A receita anual de uma Microempresa (ME) não deve passar dos R$ 360 mil. Além disso, existem ainda duas obrigatoriedades descritas por lei: 

  • O número máximo de funcionários deve ser de 10 pessoas (mas não é obrigatório tê-los); 
  • É necessário fazer a contratação de um contador. 

As microempresas são divididas em quatro subcategorias. São elas: 

  • LTDA: ou, Sociedade Limitada. Tal regime permite a abertura de uma empresa com um número ilimitado de sócios. Tais sócios, por sua vez, não precisam exercer a mesma profissão. É importante lembrar que, nesse caso, também existe a divisão entre pessoas físicas e jurídicas; 
  • Sociedade Simples: pode haver mais de um sócio. No entanto, ambos devem exercer a mesma profissão. Costuma ser uma das principais escolhas de médicos e prestadores de serviços intelectuais no geral; 
  • Empresário Individual: como o nome já diz, esse regime é constituído de um único profissional. Mesmo que vantajoso, já que não necessita de investimentos, é preciso tomar certos cuidados, pois não há separação alguma entre o CPF e o CNPJ do empresário;
  • SLU: a Sociedade Limitada Unipessoal é relativamente nova. No entanto, seu surgimento foi o pontapé que faltava para a extinção da antiga EIRELI. Entre suas principais características estão a não obrigatoriedade de um sócio, a separação entre o patrimônio pessoal e empresarial, e a não exigência de um valor mínimo de capital social.

Empresa de Pequeno Porte

Para um médico que não pode ser MEI, ainda há a possibilidade de abrir uma EPP. O teto de uma Empresa de Pequeno Porte é de R$ 4,8 milhões. Ou seja, se você pretende aumentar consideravelmente sua receita, essa é a escolha certa. 
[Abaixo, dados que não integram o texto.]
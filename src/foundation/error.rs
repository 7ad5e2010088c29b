pub type ReelResult<T> = Result<T, ReelError>;

#[derive(thiserror::Error, Debug)]
pub enum ReelError {
    #[error("validation error: {0}")]
    Validation(String),

    /// The user (or the platform) refused the capture permission prompt.
    #[error("capture permission denied: {0}")]
    CaptureDenied(String),

    #[error("capture error: {0}")]
    Capture(String),

    #[error("recorder error: {0}")]
    Recorder(String),

    #[error("sequence error: {0}")]
    Sequence(String),

    #[error("serialization error: {0}")]
    Serde(String),

    #[error(transparent)]
    Other(#[from] anyhow::Error),
}

impl ReelError {
    pub fn validation(msg: impl Into<String>) -> Self {
        Self::Validation(msg.into())
    }

    pub fn capture_denied(msg: impl Into<String>) -> Self {
        Self::CaptureDenied(msg.into())
    }

    pub fn capture(msg: impl Into<String>) -> Self {
        Self::Capture(msg.into())
    }

    pub fn recorder(msg: impl Into<String>) -> Self {
        Self::Recorder(msg.into())
    }

    pub fn sequence(msg: impl Into<String>) -> Self {
        Self::Sequence(msg.into())
    }

    pub fn serde(msg: impl Into<String>) -> Self {
        Self::Serde(msg.into())
    }

    /// Acquisition failures (denied or otherwise) leave no session behind.
    pub fn is_acquisition_failure(&self) -> bool {
        matches!(self, Self::CaptureDenied(_) | Self::Capture(_))
    }
}

impl From<serde_json::Error> for ReelError {
    fn from(e: serde_json::Error) -> Self {
        Self::Serde(e.to_string())
    }
}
No mais, toda EPP possui permissão para fornecer serviços, tanto para médias quanto para grandes empresas. Em outras palavras, há inúmeras vantagens para quem possui enormes pretensões profissionais

Sendo MEI ou não, um médico precisa de contadores

Ainda que você, médico, não possa ser MEI, há diversas possibilidades para empreender na área. Muitas delas, aliás, com benefícios incríveis. No entanto, não importa qual seja a sua escolha, é indispensável procurar a ajuda de um contador. 

Além de lhe auxiliar com a papelada, tal profissional tornará todo o processo de abertura da sua nova empresa mais simples e eficiente. O resultado? Você terá tempo para focar no que realmente importa: seus pacientes.